Exercise: Give back exactly the lines that run from the beginning of the entries to the line containing "the given buffers", both included, and nothing else.
Information provided Start Marker
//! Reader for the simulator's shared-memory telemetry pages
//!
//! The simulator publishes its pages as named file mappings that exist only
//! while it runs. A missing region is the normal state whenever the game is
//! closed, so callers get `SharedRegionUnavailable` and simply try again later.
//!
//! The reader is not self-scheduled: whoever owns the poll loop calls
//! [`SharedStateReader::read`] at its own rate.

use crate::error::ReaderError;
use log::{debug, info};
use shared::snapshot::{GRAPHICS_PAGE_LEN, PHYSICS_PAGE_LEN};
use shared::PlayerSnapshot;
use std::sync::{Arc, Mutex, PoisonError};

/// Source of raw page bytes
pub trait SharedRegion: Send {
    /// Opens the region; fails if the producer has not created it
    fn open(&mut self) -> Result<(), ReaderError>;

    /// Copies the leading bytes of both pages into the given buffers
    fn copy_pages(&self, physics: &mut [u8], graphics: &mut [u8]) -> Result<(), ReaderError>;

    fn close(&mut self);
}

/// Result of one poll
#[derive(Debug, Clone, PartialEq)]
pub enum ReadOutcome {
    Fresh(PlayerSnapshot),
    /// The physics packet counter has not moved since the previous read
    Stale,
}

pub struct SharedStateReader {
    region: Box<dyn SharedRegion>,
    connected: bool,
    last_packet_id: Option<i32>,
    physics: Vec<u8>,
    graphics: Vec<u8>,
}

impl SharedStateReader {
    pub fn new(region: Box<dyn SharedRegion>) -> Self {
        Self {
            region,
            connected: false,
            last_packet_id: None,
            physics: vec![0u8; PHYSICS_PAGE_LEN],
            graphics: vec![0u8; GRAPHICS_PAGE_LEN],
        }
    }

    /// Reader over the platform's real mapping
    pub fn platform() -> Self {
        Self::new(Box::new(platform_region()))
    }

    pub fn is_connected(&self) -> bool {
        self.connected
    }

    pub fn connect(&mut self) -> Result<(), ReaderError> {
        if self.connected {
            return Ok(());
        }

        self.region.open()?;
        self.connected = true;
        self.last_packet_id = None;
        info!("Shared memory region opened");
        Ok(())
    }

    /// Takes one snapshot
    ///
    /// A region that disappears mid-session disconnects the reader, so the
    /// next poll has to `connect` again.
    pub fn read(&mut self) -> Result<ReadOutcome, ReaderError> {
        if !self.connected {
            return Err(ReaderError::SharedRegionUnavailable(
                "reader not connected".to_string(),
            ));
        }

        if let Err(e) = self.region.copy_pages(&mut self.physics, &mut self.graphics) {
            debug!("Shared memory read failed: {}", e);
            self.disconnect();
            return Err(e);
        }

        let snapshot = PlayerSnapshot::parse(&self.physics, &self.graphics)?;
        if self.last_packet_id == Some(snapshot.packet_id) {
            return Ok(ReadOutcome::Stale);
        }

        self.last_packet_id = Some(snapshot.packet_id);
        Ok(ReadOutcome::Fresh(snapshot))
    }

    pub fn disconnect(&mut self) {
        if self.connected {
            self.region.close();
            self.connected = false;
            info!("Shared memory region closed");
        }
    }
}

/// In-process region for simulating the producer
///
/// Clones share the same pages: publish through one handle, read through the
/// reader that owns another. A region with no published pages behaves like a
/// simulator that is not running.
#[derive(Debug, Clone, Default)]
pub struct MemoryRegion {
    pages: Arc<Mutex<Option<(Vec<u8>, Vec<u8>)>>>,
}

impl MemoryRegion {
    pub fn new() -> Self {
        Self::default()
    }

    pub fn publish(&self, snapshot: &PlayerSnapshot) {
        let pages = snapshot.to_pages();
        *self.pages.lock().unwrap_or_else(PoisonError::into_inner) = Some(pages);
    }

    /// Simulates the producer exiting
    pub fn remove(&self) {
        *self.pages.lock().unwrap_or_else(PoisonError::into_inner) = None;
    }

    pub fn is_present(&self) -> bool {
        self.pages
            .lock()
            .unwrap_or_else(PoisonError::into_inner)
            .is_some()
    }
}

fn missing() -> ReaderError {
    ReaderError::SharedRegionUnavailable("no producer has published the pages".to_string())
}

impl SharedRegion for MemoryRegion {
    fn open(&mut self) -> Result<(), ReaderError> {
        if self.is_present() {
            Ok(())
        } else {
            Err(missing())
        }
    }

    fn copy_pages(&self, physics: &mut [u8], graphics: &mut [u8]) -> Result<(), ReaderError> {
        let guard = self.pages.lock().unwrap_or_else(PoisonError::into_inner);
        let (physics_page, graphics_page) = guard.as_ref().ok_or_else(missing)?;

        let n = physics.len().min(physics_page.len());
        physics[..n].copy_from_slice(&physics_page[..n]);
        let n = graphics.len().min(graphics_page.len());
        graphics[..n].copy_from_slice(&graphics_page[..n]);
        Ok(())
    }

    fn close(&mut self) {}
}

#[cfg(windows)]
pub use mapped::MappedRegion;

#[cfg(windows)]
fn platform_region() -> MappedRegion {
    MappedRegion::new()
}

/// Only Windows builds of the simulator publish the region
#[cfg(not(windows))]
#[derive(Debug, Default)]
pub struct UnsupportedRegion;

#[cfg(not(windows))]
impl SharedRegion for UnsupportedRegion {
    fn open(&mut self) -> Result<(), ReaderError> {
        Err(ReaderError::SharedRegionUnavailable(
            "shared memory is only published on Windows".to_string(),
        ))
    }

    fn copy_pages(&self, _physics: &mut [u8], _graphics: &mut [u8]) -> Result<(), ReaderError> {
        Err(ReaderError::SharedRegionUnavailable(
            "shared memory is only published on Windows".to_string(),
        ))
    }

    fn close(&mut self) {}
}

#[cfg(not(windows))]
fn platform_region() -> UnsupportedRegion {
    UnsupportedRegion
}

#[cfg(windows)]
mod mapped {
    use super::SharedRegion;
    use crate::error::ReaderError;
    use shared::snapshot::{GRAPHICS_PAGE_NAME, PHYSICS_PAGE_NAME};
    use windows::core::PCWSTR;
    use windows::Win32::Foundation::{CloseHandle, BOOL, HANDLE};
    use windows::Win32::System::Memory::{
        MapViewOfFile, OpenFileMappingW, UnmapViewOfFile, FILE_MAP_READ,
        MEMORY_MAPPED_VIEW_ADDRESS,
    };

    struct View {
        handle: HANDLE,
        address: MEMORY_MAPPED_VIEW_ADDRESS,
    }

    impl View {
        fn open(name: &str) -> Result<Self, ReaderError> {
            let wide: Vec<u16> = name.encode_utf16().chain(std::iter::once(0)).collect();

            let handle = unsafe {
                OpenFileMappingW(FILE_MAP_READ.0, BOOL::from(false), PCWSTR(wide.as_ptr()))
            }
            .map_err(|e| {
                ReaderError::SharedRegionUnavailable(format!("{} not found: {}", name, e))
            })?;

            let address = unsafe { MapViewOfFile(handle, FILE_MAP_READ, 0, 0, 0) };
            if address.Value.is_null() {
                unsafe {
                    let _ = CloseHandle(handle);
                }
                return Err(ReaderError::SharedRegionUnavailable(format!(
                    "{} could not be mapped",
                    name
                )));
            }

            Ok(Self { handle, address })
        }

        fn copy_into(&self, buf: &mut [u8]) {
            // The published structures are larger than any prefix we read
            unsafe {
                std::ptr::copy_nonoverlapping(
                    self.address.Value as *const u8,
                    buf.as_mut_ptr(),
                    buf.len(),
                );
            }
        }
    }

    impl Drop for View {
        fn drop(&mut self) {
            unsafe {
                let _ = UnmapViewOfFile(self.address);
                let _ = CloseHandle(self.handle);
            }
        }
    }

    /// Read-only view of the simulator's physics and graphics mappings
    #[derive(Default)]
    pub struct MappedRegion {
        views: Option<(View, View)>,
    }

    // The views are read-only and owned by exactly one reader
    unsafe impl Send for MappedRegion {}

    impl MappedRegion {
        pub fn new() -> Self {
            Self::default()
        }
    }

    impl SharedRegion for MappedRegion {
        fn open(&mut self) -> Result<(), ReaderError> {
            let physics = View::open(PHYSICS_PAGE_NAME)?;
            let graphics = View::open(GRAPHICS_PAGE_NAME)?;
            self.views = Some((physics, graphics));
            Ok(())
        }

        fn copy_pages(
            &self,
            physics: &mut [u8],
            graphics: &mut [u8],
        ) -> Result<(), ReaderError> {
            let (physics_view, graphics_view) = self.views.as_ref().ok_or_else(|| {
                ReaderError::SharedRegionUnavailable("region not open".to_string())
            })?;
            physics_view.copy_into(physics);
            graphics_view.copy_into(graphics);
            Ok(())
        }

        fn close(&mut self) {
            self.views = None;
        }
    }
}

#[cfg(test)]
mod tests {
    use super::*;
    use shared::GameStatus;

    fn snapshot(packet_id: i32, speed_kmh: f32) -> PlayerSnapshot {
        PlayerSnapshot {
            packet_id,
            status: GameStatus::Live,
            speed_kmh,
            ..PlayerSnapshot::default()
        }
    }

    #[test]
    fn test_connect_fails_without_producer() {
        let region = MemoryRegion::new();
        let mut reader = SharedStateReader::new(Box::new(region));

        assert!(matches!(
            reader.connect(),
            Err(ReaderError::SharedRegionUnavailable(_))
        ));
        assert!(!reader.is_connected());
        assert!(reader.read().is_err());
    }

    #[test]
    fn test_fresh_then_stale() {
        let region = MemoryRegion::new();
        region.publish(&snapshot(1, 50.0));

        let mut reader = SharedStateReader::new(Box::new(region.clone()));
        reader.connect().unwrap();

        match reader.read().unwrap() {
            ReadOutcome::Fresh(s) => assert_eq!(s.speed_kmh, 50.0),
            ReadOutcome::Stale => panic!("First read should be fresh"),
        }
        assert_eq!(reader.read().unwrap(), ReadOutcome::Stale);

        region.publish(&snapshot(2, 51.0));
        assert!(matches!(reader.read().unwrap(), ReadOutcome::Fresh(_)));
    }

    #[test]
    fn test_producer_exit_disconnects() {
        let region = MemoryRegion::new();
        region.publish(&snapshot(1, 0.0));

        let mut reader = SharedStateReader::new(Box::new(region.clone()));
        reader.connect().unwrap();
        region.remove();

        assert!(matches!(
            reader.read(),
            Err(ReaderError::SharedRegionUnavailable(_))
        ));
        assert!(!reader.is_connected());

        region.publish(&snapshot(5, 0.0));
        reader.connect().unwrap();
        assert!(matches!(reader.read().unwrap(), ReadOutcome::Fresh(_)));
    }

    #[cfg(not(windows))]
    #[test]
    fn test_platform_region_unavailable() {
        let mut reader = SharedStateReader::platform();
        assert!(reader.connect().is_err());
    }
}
Information provided End Marker
Answer for the task:
//! Reader for the simulator's shared-memory telemetry pages
//!
//! The simulator publishes its pages as named file mappings that exist only
//! while it runs. A missing region is the normal state whenever the game is
//! closed, so callers get `SharedRegionUnavailable` and simply try again later.
//!
//! The reader is not self-scheduled: whoever owns the poll loop calls
//! [`SharedStateReader::read`] at its own rate.

use crate::error::ReaderError;
use log::{debug, info};
use shared::snapshot::{GRAPHICS_PAGE_LEN, PHYSICS_PAGE_LEN};
use shared::PlayerSnapshot;
use std::sync::{Arc, Mutex, PoisonError};

/// Source of raw page bytes
pub trait SharedRegion: Send {
    /// Opens the region; fails if the producer has not created it
    fn open(&mut self) -> Result<(), ReaderError>;

    /// Copies the leading bytes of both pages into the given buffers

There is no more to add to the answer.